In general what I like so much about Indo-European roots is the way they can, like poetry, illuminate a word anew for us, afresh (ahoy!*).  For example, the discovery that the word doubt has the same root as the number two has, I think, a cool effect on our understanding of what doubt is—almost makes the word itself a kind of self-contained micro-poem (like Joyce's phoenish).

So but I found the root of demos- (the people in a democracy) to be a little abstruse, connection-to-the-word-in-question–wise: frustratingly unilluminating.  What mysterious stringy neural cord (yuck!) might connect division to the people?  All I could could come up with was that the people are the building blocks of society, that we're what civilization is divisible into...or something.

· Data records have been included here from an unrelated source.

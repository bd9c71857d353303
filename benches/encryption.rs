//! Benchmarks for constant protection.
//!
//! Tests throughput of the hot paths:
//! - Key derivation per level and iteration
//! - Payload encoding and decoding for 32-bit and 64-bit tables
//! - A full engine run over a unit with arrays, scalars and promotable locals

extern crate obscura;

use criterion::{criterion_group, criterion_main, Criterion};
use obscura::{
    config::Level,
    encryption::{transform, KeySchedule},
    ir::{pack_values, Function, GlobalVar, LocalVar, Module, ScalarType, Value},
    EngineConfig, FlagSet, ObfuscationEngine,
};
use std::hint::black_box;

/// Benchmark deriving fifteen Deep iteration keys.
fn bench_key_derivation(c: &mut Criterion) {
    let schedule = KeySchedule::new(0x5EED, "bench.c");

    c.bench_function("derive_deep_x15", |b| {
        b.iter(|| black_box(schedule.derive_level(black_box("table"), Level::Deep, 15)));
    });
}

/// Benchmark encoding and decoding a 4 KiB table of 32-bit integers.
fn bench_payload_i32(c: &mut Criterion) {
    let schedule = KeySchedule::new(0x5EED, "bench.c");
    let lite = schedule.derive_level("table", Level::Lite, 3);
    let deep = schedule.derive_level("table", Level::Deep, 3);
    let values: Vec<Value> = (0..1024).map(Value::i32).collect();
    let plain = pack_values(&values);
    let cipher = transform::encode_payload(ScalarType::I32, &plain, &lite, &deep).unwrap();

    c.bench_function("encode_i32_x1024", |b| {
        b.iter(|| {
            let out =
                transform::encode_payload(ScalarType::I32, black_box(&plain), &lite, &deep).unwrap();
            black_box(out)
        });
    });

    c.bench_function("decode_i32_x1024", |b| {
        b.iter(|| {
            let out =
                transform::decode_payload(ScalarType::I32, black_box(&cipher), &lite, &deep).unwrap();
            black_box(out)
        });
    });
}

/// Benchmark encoding a table of doubles.
fn bench_payload_f64(c: &mut Criterion) {
    let schedule = KeySchedule::new(1, "bench.c");
    let deep = schedule.derive_level("weights", Level::Deep, 1);
    let values: Vec<Value> = (0..512).map(|i| Value::f64(f64::from(i) * 0.5)).collect();
    let plain = pack_values(&values);

    c.bench_function("encode_f64_x512", |b| {
        b.iter(|| {
            let out =
                transform::encode_payload(ScalarType::F64, black_box(&plain), &[], &deep).unwrap();
            black_box(out)
        });
    });
}

fn unit() -> Module {
    let mut module = Module::new("bench.c");
    module.add_policy_marker();
    let values: Vec<Value> = (0..256).map(Value::i32).collect();
    let table = module.add_global(GlobalVar::array("table", ScalarType::I32, &values));
    for i in 0..32 {
        let key = module.add_global(GlobalVar::scalar(format!("key{i}"), Value::i64(i)));
        let mut function = Function::new(format!("f{i}")).with_params(vec![ScalarType::I32]);
        let local = function.add_local(LocalVar::scalar("limit", Value::i32(100)));
        let index = function.arg(0);
        let _ = function.load_element(table, index);
        let _ = function.load_local(local);
        let value = function.load_global(key);
        function.ret(Some(value));
        module.add_function(function);
    }
    module
}

/// Benchmark a full engine run with promotion and both levels.
fn bench_engine_unit(c: &mut Criterion) {
    let engine = ObfuscationEngine::new(EngineConfig::default().with_parallel(false));
    let flags = FlagSet::from_defines(["ENC_FULL", "ENC_FULL_TIMES=2", "L2G_ENABLE", "L2G_DEDUP"]);
    let template = unit();

    c.bench_function("engine_unit_32_functions", |b| {
        b.iter(|| {
            let mut module = template.clone();
            let result = engine.process_unit(&mut module, black_box(&flags)).unwrap();
            black_box(result)
        });
    });
}

criterion_group!(
    benches,
    bench_key_derivation,
    bench_payload_i32,
    bench_payload_f64,
    bench_engine_unit
);
criterion_main!(benches);
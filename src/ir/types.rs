//! Scalar and aggregate value types of the host representation.

use std::fmt;

/// Type of a single scalar value or of one element of an aggregate.
///
/// Any width is representable so the host can describe declarations the engine
/// does not model (`i1`, `i128`, `half`, ...). Whether a width is supported by the
/// transformation engine is decided by
/// [`ValueDescriptor::is_supported`](crate::descriptor::ValueDescriptor::is_supported).
#[derive(Debug, Clone, Copy, PartialEq, Eq, Hash)]
pub enum ScalarType {
    /// Integer of the given bit width. Signedness is a property of the operations,
    /// not of the storage.
    Int(u16),
    /// IEEE-754 floating point of the given bit width.
    Float(u16),
}

impl ScalarType {
    /// 8-bit integer.
    pub const I8: Self = Self::Int(8);
    /// 16-bit integer.
    pub const I16: Self = Self::Int(16);
    /// 32-bit integer.
    pub const I32: Self = Self::Int(32);
    /// 64-bit integer.
    pub const I64: Self = Self::Int(64);
    /// Single precision float.
    pub const F32: Self = Self::Float(32);
    /// Double precision float.
    pub const F64: Self = Self::Float(64);

    /// Returns the bit width of this type.
    #[must_use]
    pub const fn bits(self) -> u32 {
        match self {
            Self::Int(bits) | Self::Float(bits) => bits as u32,
        }
    }

    /// Returns the number of bytes one value of this type occupies in an initializer.
    #[must_use]
    pub const fn byte_size(self) -> usize {
        (self.bits() as usize).div_ceil(8)
    }

    /// Returns `true` for floating point types.
    #[must_use]
    pub const fn is_float(self) -> bool {
        matches!(self, Self::Float(_))
    }

    /// Returns the integer type with the same width, used to reinterpret float bit patterns.
    #[must_use]
    pub const fn as_int(self) -> Self {
        match self {
            Self::Int(bits) | Self::Float(bits) => Self::Int(bits),
        }
    }
}

impl fmt::Display for ScalarType {
    fn fmt(&self, f: &mut fmt::Formatter<'_>) -> fmt::Result {
        match self {
            Self::Int(bits) => write!(f, "i{bits}"),
            Self::Float(32) => f.write_str("float"),
            Self::Float(64) => f.write_str("double"),
            Self::Float(bits) => write!(f, "f{bits}"),
        }
    }
}

/// Type of a declaration: a scalar, a fixed-size array or a SIMD-style vector.
#[derive(Debug, Clone, Copy, PartialEq, Eq, Hash)]
pub enum ValueType {
    /// A single scalar.
    Scalar(ScalarType),
    /// `[count x element]`
    Array(ScalarType, usize),
    /// `<count x element>`
    Vector(ScalarType, usize),
}

impl ValueType {
    /// Returns the element type (the type itself for scalars).
    #[must_use]
    pub const fn element(self) -> ScalarType {
        match self {
            Self::Scalar(ty) | Self::Array(ty, _) | Self::Vector(ty, _) => ty,
        }
    }

    /// Returns the number of elements (1 for scalars).
    #[must_use]
    pub const fn element_count(self) -> usize {
        match self {
            Self::Scalar(_) => 1,
            Self::Array(_, count) | Self::Vector(_, count) => count,
        }
    }

    /// Returns `true` for arrays and vectors.
    #[must_use]
    pub const fn is_aggregate(self) -> bool {
        !matches!(self, Self::Scalar(_))
    }

    /// Returns the size in bytes of a complete initializer of this type.
    #[must_use]
    pub const fn byte_size(self) -> usize {
        self.element().byte_size() * self.element_count()
    }
}

impl fmt::Display for ValueType {
    fn fmt(&self, f: &mut fmt::Formatter<'_>) -> fmt::Result {
        match self {
            Self::Scalar(ty) => write!(f, "{ty}"),
            Self::Array(ty, count) => write!(f, "[{count} x {ty}]"),
            Self::Vector(ty, count) => write!(f, "<{count} x {ty}>"),
        }
    }
}

#[cfg(test)]
mod tests {
    use super::*;

    #[test]
    fn test_sizes() {
        assert_eq!(ScalarType::I8.byte_size(), 1);
        assert_eq!(ScalarType::F64.byte_size(), 8);
        assert_eq!(ScalarType::Int(1).byte_size(), 1);
        assert_eq!(ValueType::Array(ScalarType::I32, 8).byte_size(), 32);
        assert_eq!(ValueType::Vector(ScalarType::F32, 4).byte_size(), 16);
        assert_eq!(ValueType::Scalar(ScalarType::I16).element_count(), 1);
    }

    #[test]
    fn test_display() {
        assert_eq!(ValueType::Array(ScalarType::I32, 8).to_string(), "[8 x i32]");
        assert_eq!(ValueType::Vector(ScalarType::F32, 4).to_string(), "<4 x float>");
        assert_eq!(ValueType::Scalar(ScalarType::F64).to_string(), "double");
    }

    #[test]
    fn test_as_int() {
        assert_eq!(ScalarType::F32.as_int(), ScalarType::I32);
        assert_eq!(ScalarType::I8.as_int(), ScalarType::I8);
        assert!(ScalarType::F64.is_float());
        assert!(!ScalarType::I64.is_float());
    }
}
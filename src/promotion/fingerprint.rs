use std::fmt;

use sha2::{Digest, Sha256};

use crate::descriptor::{Annotations, TypeCategory, ValueDescriptor};

/// Structural and value identity of a promotion candidate.
///
/// Two candidates with equal fingerprints hold the same constant and may share
/// one promoted global. The `no_encrypt` tag is part of the identity so a
/// constant excluded from encryption never shares storage with a protected one.
#[derive(Debug, Clone, PartialEq, Eq, Hash)]
pub struct Fingerprint {
    /// Shape and element kind.
    pub category: TypeCategory,
    /// Element width.
    pub bit_width: u32,
    /// Element count.
    pub element_count: usize,
    /// Initializer bytes.
    pub bytes: Vec<u8>,
    /// Carries the `no_encrypt` tag.
    pub no_encrypt: bool,
}

impl Fingerprint {
    /// Computes the fingerprint of a descriptor.
    #[must_use]
    pub fn of(descriptor: &ValueDescriptor) -> Self {
        Self {
            category: descriptor.category,
            bit_width: descriptor.bit_width,
            element_count: descriptor.element_count,
            bytes: descriptor.initial_value.clone(),
            no_encrypt: descriptor.annotations.contains(Annotations::NO_ENCRYPT),
        }
    }

    /// Deterministic percentage draw in `0..100` for this fingerprint.
    ///
    /// Candidates sharing a fingerprint always draw the same number, so the
    /// probability gate is applied once per distinct constant, before duplicates
    /// are collapsed.
    #[must_use]
    pub fn draw(&self, seed: u64, unit_id: &str) -> u8 {
        let mut hasher = Sha256::new();
        hasher.update(b"obscura.l2g.v1");
        hasher.update(seed.to_le_bytes());
        hasher.update((unit_id.len() as u64).to_le_bytes());
        hasher.update(unit_id.as_bytes());
        hasher.update(self.category.to_string().as_bytes());
        hasher.update(self.bit_width.to_le_bytes());
        hasher.update((self.element_count as u64).to_le_bytes());
        hasher.update([u8::from(self.no_encrypt)]);
        hasher.update(&self.bytes);
        let digest = hasher.finalize();

        let mut word = [0u8; 8];
        word.copy_from_slice(&digest[..8]);
        // Always below 100, the truncation cannot lose information.
        #[allow(clippy::cast_possible_truncation)]
        let draw = (u64::from_le_bytes(word) % 100) as u8;
        draw
    }

    /// Returns `true` if a draw succeeds against `probability` percent.
    #[must_use]
    pub fn passes(&self, probability: u8, seed: u64, unit_id: &str) -> bool {
        match probability {
            0 => false,
            100.. => true,
            p => self.draw(seed, unit_id) < p,
        }
    }
}

impl fmt::Display for Fingerprint {
    fn fmt(&self, f: &mut fmt::Formatter<'_>) -> fmt::Result {
        write!(f, "{}:{}x{}:", self.category, self.bit_width, self.element_count)?;
        for byte in &self.bytes {
            write!(f, "{byte:02x}")?;
        }
        if self.no_encrypt {
            f.write_str(":no_encrypt")?;
        }
        Ok(())
    }
}
//! Rewrite pass.
//!
//! Commits the artifacts of the encryption pass with the [`Rewriter`]. Any
//! integration failure aborts the unit.

use crate::{
    compiler::{pass::ModulePass, CompilerContext},
    ir::Module,
    rewriter::Rewriter,
    Result,
};

/// Commits ciphertext and decode sequences into the module.
#[derive(Debug, Default)]
pub struct RewritePass;

impl RewritePass {
    /// Creates the pass.
    #[must_use]
    pub fn new() -> Self {
        Self
    }
}

impl ModulePass for RewritePass {
    fn name(&self) -> &'static str {
        "rewrite"
    }

    fn should_run(&self, ctx: &CompilerContext) -> bool {
        !ctx.artifacts.is_empty()
    }

    fn run(&self, module: &mut Module, ctx: &mut CompilerContext) -> Result<bool> {
        let report = Rewriter::new(&ctx.events).apply(module, &ctx.artifacts)?;
        let changed = !report.encrypted.is_empty();
        ctx.encrypted = report.encrypted;
        ctx.decoders = report.decoders;
        Ok(changed)
    }

    fn description(&self) -> &'static str {
        "Commits ciphertext and decode sequences"
    }
}

#[cfg(test)]
mod tests {
    use std::sync::Arc;

    use super::*;
    use crate::{
        compiler::passes::{EncryptionPass, FilterPass},
        config::EffectivePolicy,
        ir::{Evaluator, Function, GlobalVar, Value},
    };

    #[test]
    fn test_commits_artifacts() -> Result<()> {
        let mut module = Module::new("unit.c");
        let global = module.add_global(GlobalVar::scalar("answer", Value::i64(42)));
        let mut function = Function::new("answer");
        let value = function.load_global(global);
        function.ret(Some(value));
        module.add_function(function);

        let mut ctx = CompilerContext::new("unit.c", 0, Arc::new(EffectivePolicy::implicit()));
        FilterPass::new().run(&mut module, &mut ctx)?;
        EncryptionPass::new().run(&mut module, &mut ctx)?;
        assert!(RewritePass::new().run(&mut module, &mut ctx)?);

        assert_eq!(ctx.encrypted, [global]);
        assert_eq!(ctx.decoders.len(), 1);
        assert_eq!(
            Evaluator::new(&module).call("answer", &[])?,
            Some(Value::i64(42))
        );
        Ok(())
    }
}
//! Local-to-global promotion (L2G).
//!
//! Constant locals are moved to module scope so they become eligible for
//! encryption. A candidate is promoted when it carries the `l2g` marker, or when
//! automatic promotion admits it:
//!
//! - promotion is enabled and the per-type toggle admits its shape
//! - it does not carry `no_l2g`
//! - aggregates stay within the array size limit (0 is unlimited)
//! - the deterministic probability draw for its [`Fingerprint`] succeeds
//!
//! The marker wins over every exclusion, `no_l2g` included.
//!
//! With deduplication enabled, candidates with equal fingerprints share one
//! promoted global. Each promoted local is removed from its function and every
//! read of it is redirected to the global in place, so the order of reads is
//! unchanged.
//!
//! # Example
//!
//! ```rust
//! use obscura::{
//!     compiler::EventLog,
//!     config::PromotionPolicy,
//!     ir::{Function, LocalVar, Module, Value},
//!     promotion::PromotionAnalyzer,
//! };
//!
//! let mut module = Module::new("unit.c");
//! let mut function = Function::new("main");
//! let local = function.add_local(LocalVar::scalar("limit", Value::i32(100)));
//! let value = function.load_local(local);
//! function.ret(Some(value));
//! module.add_function(function);
//!
//! let policy = PromotionPolicy::enabled();
//! let report = PromotionAnalyzer::new(&policy, 0, "unit.c").run(&mut module, &EventLog::new())?;
//!
//! assert_eq!(report.promoted.len(), 1);
//! assert!(module.find_global("main.limit").is_some());
//! # Ok::<(), obscura::Error>(())
//! ```

mod fingerprint;
mod ops;

pub use fingerprint::Fingerprint;
pub use ops::promote_operations;

use rustc_hash::FxHashMap;

use crate::{
    compiler::{EventKind, EventLog},
    config::PromotionPolicy,
    descriptor::{Annotations, DeclRef, DescriptorTable, ValueDescriptor},
    ir::{FunctionId, GlobalId, GlobalVar, Linkage, LocalId, Module, Op, Origin},
    Result,
};

/// A constant local considered for promotion.
#[derive(Debug, Clone, PartialEq)]
pub struct PromotionCandidate {
    /// The local's descriptor.
    pub descriptor: ValueDescriptor,
    /// Owning function.
    pub function: FunctionId,
    /// The local itself.
    pub local: LocalId,
    /// Dedup identity.
    pub fingerprint: Fingerprint,
}

impl PromotionCandidate {
    /// Returns `true` if the candidate carries the `l2g` marker.
    #[must_use]
    pub fn is_marked(&self) -> bool {
        self.descriptor.annotations.contains(Annotations::PROMOTE)
    }
}

/// A local removed by promotion.
#[derive(Debug, Clone, PartialEq, Eq)]
pub struct RemovedLocal {
    /// Name of the function that declared it.
    pub function: String,
    /// Name of the local.
    pub name: String,
    /// The global that replaced it.
    pub global: GlobalId,
}

/// Outcome of a promotion run.
#[derive(Debug, Clone, Default, PartialEq, Eq)]
pub struct PromotionReport {
    /// Newly created globals, in creation order.
    pub promoted: Vec<GlobalId>,
    /// Locals that were removed.
    pub removed: Vec<RemovedLocal>,
    /// Synthetic locals created from constant operations.
    pub operations: usize,
    /// Candidates that collapsed into an existing promoted global.
    pub deduplicated: usize,
}

/// Promotes constant locals of one unit to module scope.
#[derive(Debug, Clone, Copy)]
pub struct PromotionAnalyzer<'a> {
    policy: &'a PromotionPolicy,
    seed: u64,
    unit_id: &'a str,
}

impl<'a> PromotionAnalyzer<'a> {
    /// Creates an analyzer for one unit.
    #[must_use]
    pub const fn new(policy: &'a PromotionPolicy, seed: u64, unit_id: &'a str) -> Self {
        Self {
            policy,
            seed,
            unit_id,
        }
    }

    /// Enumerates the constant locals the engine can promote.
    ///
    /// Reserved names are never candidates. A local of an unsupported type is a
    /// candidate only with the `l2g` marker; encryption then reports it and
    /// leaves it as plaintext.
    #[must_use]
    pub fn candidates(&self, module: &Module) -> Vec<PromotionCandidate> {
        DescriptorTable::locals(module)
            .iter()
            .filter_map(|(_, descriptor)| {
                let DeclRef::Local(function, local) = descriptor.decl else {
                    return None;
                };
                if descriptor.is_reserved() {
                    return None;
                }
                if !descriptor.is_supported()
                    && !descriptor.annotations.contains(Annotations::PROMOTE)
                {
                    log::debug!("not promoting `{}`: unsupported", descriptor.name);
                    return None;
                }
                Some(PromotionCandidate {
                    fingerprint: Fingerprint::of(descriptor),
                    descriptor: descriptor.clone(),
                    function,
                    local,
                })
            })
            .collect()
    }

    /// Decides whether a candidate is promoted.
    #[must_use]
    pub fn should_promote(&self, candidate: &PromotionCandidate) -> bool {
        self.admits(&candidate.descriptor, &candidate.fingerprint)
    }

    fn admits(&self, descriptor: &ValueDescriptor, fingerprint: &Fingerprint) -> bool {
        if descriptor.annotations.contains(Annotations::PROMOTE) {
            return true;
        }

        if !self.policy.enabled
            || !descriptor.is_supported()
            || !self.policy.admits_type(descriptor)
            || descriptor.annotations.contains(Annotations::NO_PROMOTE)
        {
            return false;
        }
        if self.policy.max_array_size > 0
            && descriptor.is_aggregate()
            && descriptor.element_count > self.policy.max_array_size
        {
            return false;
        }

        fingerprint.passes(self.policy.probability, self.seed, self.unit_id)
    }

    /// Runs operation folding (if enabled) and promotion over `module`.
    ///
    /// # Errors
    ///
    /// Returns [`crate::Error::HostIntegration`] if a candidate's function or
    /// local disappears while promoting.
    pub fn run(&self, module: &mut Module, events: &EventLog) -> Result<PromotionReport> {
        let mut report = PromotionReport::default();
        if self.policy.ops {
            report.operations = promote_operations(module, events, |descriptor| {
                !descriptor.is_reserved() && self.admits(descriptor, &Fingerprint::of(descriptor))
            });
        }

        let selected: Vec<PromotionCandidate> = self
            .candidates(module)
            .into_iter()
            .filter(|candidate| self.should_promote(candidate))
            .collect();

        let mut shared: FxHashMap<Fingerprint, GlobalId> = FxHashMap::default();
        for candidate in selected {
            let reused = if self.policy.dedup {
                shared.get(&candidate.fingerprint).copied()
            } else {
                None
            };

            let (function_name, local) = {
                let function = module.function(candidate.function).ok_or_else(|| {
                    integration_error!("function {} vanished during promotion", candidate.function)
                })?;
                let local = function.local(candidate.local).cloned().ok_or_else(|| {
                    integration_error!(
                        "local {} of `{}` vanished during promotion",
                        candidate.local,
                        function.name
                    )
                })?;
                (function.name.clone(), local)
            };

            let global = if let Some(global) = reused {
                report.deduplicated += 1;
                let target = module
                    .global(global)
                    .map(|g| g.name.clone())
                    .unwrap_or_default();
                events
                    .record(EventKind::ConstantDeduplicated)
                    .at(function_name.clone(), local.name.clone())
                    .message(format!("shares {target}"));
                global
            } else {
                let name = unique_name(module, &format!("{function_name}.{}", local.name));
                let mut promoted = GlobalVar::new(name.clone(), local.ty, local.initializer.clone())
                    .with_linkage(Linkage::Private);
                promoted.annotations = local.annotations.clone();
                promoted.origin = Origin::Promoted;
                promoted.source_name = Some(local.name.clone());
                let global = module.add_global(promoted);
                report.promoted.push(global);
                if self.policy.dedup {
                    shared.insert(candidate.fingerprint.clone(), global);
                }
                events
                    .record(EventKind::LocalPromoted)
                    .at(function_name.clone(), local.name.clone())
                    .message(if candidate.is_marked() {
                        format!("-> {name} (marker)")
                    } else {
                        format!("-> {name}")
                    });
                global
            };

            redirect_reads(module, candidate.function, candidate.local, global)?;
            report.removed.push(RemovedLocal {
                function: function_name,
                name: local.name,
                global,
            });
        }

        log::debug!(
            "{}: promoted {} locals into {} globals",
            self.unit_id,
            report.removed.len(),
            report.promoted.len()
        );
        Ok(report)
    }
}

/// Rewrites every read of `local` in `function` to read `global`, then removes the local.
fn redirect_reads(
    module: &mut Module,
    function: FunctionId,
    local: LocalId,
    global: GlobalId,
) -> Result<()> {
    let function = module
        .function_mut(function)
        .ok_or_else(|| integration_error!("function {function} vanished during promotion"))?;

    for op in function.body_mut().iter_mut() {
        match *op {
            Op::LoadLocal { dest, local: read } if read == local => {
                *op = Op::LoadGlobal { dest, global };
            }
            Op::LoadLocalElement {
                dest,
                local: read,
                index,
            } if read == local => {
                *op = Op::LoadElement {
                    dest,
                    global,
                    index,
                };
            }
            _ => {}
        }
    }
    function.remove_local(local);
    Ok(())
}

fn unique_name(module: &Module, base: &str) -> String {
    if module.find_global(base).is_none() {
        return base.to_string();
    }
    (1..)
        .map(|n| format!("{base}.{n}"))
        .find(|name| module.find_global(name).is_none())
        .unwrap_or_else(|| base.to_string())
}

Well, I mentioned the question to someone—you know, one of the people—and he said, without hesitation, "Individual."  Sure enough, individual means not [in-] divisible**—so, yeah, basically a person is the place where you can divide no further: the divvying-up stops here.  And that does add a little kind of poetic justification to the notion of democracy, somehow, doesn't it?


* Pardon me.
** The American Heritage Dictionary's Indo–European appendix has really let me down, here, though:  I just can't seem to trace divide any further back than the Latin videre (to separate) [not to mention the problem that we seem to have a double-negative kind of a problem on our hands, because isn't the di- in divide a negative?—in which case indivisible would mean not not separable?  I hope I'm wrong because, if not, this is most non-, non-non-, non-heinous!].  This person (along with others I found on Google) identifies a root weidh- (maybe widh-), which he or she very interestingly connects to a Sanskrit word meaning lonely or solitary, a Greek word meaning unmarried man, a Latin word meaning bereft or void, and our own widow, but which I just can't find in the damned AHD!  (Maybe this?)  I guess it really is true: life is pain.

2 comments:

Aubrey said...

Is there any possible way that "divide" has nothing to do with the Lating "videre = to see"? And the "di-" is probably more like the "dis-" in "dissect", i.e., meaning something like "apart". So, my thought here is that "divide" really means "to see apart". Things that should be true always are.

The whole "individual = indivisible" thing is making me think about the Pledge of Allegiance in new and interesting ways. So, thanks!

ShortRound said...

That makes an awful lot of sense. I'm not sure how much of these dictionaries' etymologies is solidly researched "fact" and how much is guesswork: The American Heritage Dictionary does assert that the root of divide is videre [as is—to separate], not the videre [with a line over the first e—to see] that gives us a word like video, but who knows whether that's authoritative? And the AHD doesn't show the one videre sharing an IE root with the other, but as I was saying, I couldn't even find the root for one of them, so I wouldn't be at all surprised if they're essentially the same word anyway...

You've gotta be right at least about the dis-; I'm not sure where my first take on that came from. Thanks for the comment.